The H22 cell line, derived from mouse hepatocellular carcinoma, is widely used in oncology and immunology research due to its potent tumorigenicity in homogeneous mouse models. The Cas9 Stable Cell Line - H22 was constructed by integrating the CRISPR-associated protein 9 (Cas9) gene into the H22 genome, thereby achieving stable constitutive expression of the Cas9 endonuclease. This modification allows researchers to overcome the problem of low transient transfection efficiency, ensuring consistent gene editing efficiency across different experiments. This cell line has been validated to possess high Cas9 activity, minimal off-target effects, and compatibility with sgRNA delivery systems. The model retains characteristics of parental H22 cells, such as rapid proliferation and epithelial morphology, making it ideal for reproducible gene manipulation.

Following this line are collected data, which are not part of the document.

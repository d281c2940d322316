//! Compiled rule sets: leak patterns, leak filters, and vulnerability
//! suppressions.
//!
//! Rules come from two sources, merged: inline YAML in the main config and
//! YAML files matched by the `*_path` globs. Every regex is compiled up
//! front; a single failure aborts the whole load so a broken rule can never
//! silently match nothing.

mod patterns;
mod suppression;

pub use patterns::{compile_patterns, compile_regex, load_patterns_glob, Entropies, Pattern};
pub use suppression::{
    compile_suppressions, filter_suppressed, load_suppressions_glob, Suppression,
};

use std::path::PathBuf;

use thiserror::Error;

use crate::config::Config;

/// A rule set that could not be loaded or compiled.
#[derive(Debug, Error)]
pub enum MatchError {
    #[error("cannot compile regex `{source_text}`: {reason}")]
    BadRegex {
        /// The regex source as written by the operator.
        source_text: String,
        reason: String,
    },

    #[error("bad rules glob `{glob}`: {reason}")]
    BadGlob { glob: String, reason: String },

    #[error("cannot read rules file `{}`: {source}", path.display())]
    Read {
        path: PathBuf,
        source: std::io::Error,
    },

    #[error("cannot parse rules file `{}`: {source}", path.display())]
    Parse {
        path: PathBuf,
        source: serde_yaml::Error,
    },
}

/// The complete, immutable rule snapshot workers evaluate diffs against.
///
/// Swapped as a whole on config reload; never mutated in place.
#[derive(Debug, Default)]
pub struct CompiledRules {
    pub patterns: Vec<Pattern>,
    pub filters: Vec<Pattern>,
    pub suppressions: Vec<Suppression>,
}

/// Compile every rule the configuration names, inline and from files.
///
/// # Errors
/// The first [`MatchError`] encountered; partial rule sets are never
/// produced.
pub fn compile_rules(config: &Config) -> Result<CompiledRules, MatchError> {
    let mut patterns = compile_patterns(&config.patterns)?;
    if !config.common.patterns_path.is_empty() {
        patterns.extend(load_patterns_glob(&config.common.patterns_path)?);
    }

    let mut filters = compile_patterns(&config.filters)?;
    if !config.common.filters_path.is_empty() {
        filters.extend(load_patterns_glob(&config.common.filters_path)?);
    }

    let mut suppressions = compile_suppressions(&config.suppressions)?;
    if !config.common.suppressions_path.is_empty() {
        suppressions.extend(load_suppressions_glob(&config.common.suppressions_path)?);
    }

    Ok(CompiledRules {
        patterns,
        filters,
        suppressions,
    })
}

#[cfg(test)]
mod tests {
    use super::*;
    use crate::config::{PatternRule, SuppressionRule};
    use std::io::Write;

    #[test]
    fn compile_rules_merges_inline_and_files() {
        let dir = tempfile::tempdir().expect("tempdir");
        let file_path = dir.path().join("extra.yml");
        let mut file = std::fs::File::create(&file_path).expect("create");
        writeln!(
            file,
            "- name: token\n  file: '*'\n  content: 'token='"
        )
        .expect("write");

        let mut config = Config::default();
        config.patterns.push(PatternRule {
            name: "pw".to_owned(),
            file: "*".to_owned(),
            content: "password=".to_owned(),
            entropies: None,
        });
        config.common.patterns_path = dir
            .path()
            .join("*.yml")
            .to_string_lossy()
            .into_owned();

        let rules = compile_rules(&config).expect("compiles");
        let names: Vec<&str> = rules.patterns.iter().map(|p| p.name.as_str()).collect();
        assert_eq!(names, vec!["pw", "token"]);
    }

    #[test]
    fn one_bad_regex_fails_the_whole_load() {
        let mut config = Config::default();
        config.patterns.push(PatternRule {
            name: "ok".to_owned(),
            file: "*".to_owned(),
            content: "fine".to_owned(),
            entropies: None,
        });
        config.suppressions.push(SuppressionRule {
            cve: "(unclosed".to_owned(),
            ..SuppressionRule::default()
        });
        assert!(matches!(
            compile_rules(&config),
            Err(MatchError::BadRegex { .. })
        ));
    }
}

The Cas9 Stable Cell Line - H22 has revolutionized functional genomics and drug development by enabling precise, high-throughput genome editing. Researchers utilize this tool for targeted gene knockout to investigate tumor suppressor genes, oncogenes, and signaling pathways in hepatocellular carcinoma progression, metastasis, and drug resistance. It facilitates CRISPR screening using sgRNA libraries to identify novel therapeutic targets or genetic modifiers of chemotherapy responses. In immunotherapy research, this cell line helps build models of immune checkpoint interactions (e.g., PD-1/PD-L1) by editing immune regulatory genes. Furthermore, it supports in vivo applications: implantation into mice allows for the creation of customizable tumor models to assess gene function in the tumor microenvironment or test CRISPR-based therapies. Beyond cancer research, it simplifies mechanistic studies in areas such as liver metabolism, viral infections (e.g., HBV), and regenerative medicine, accelerating translational research.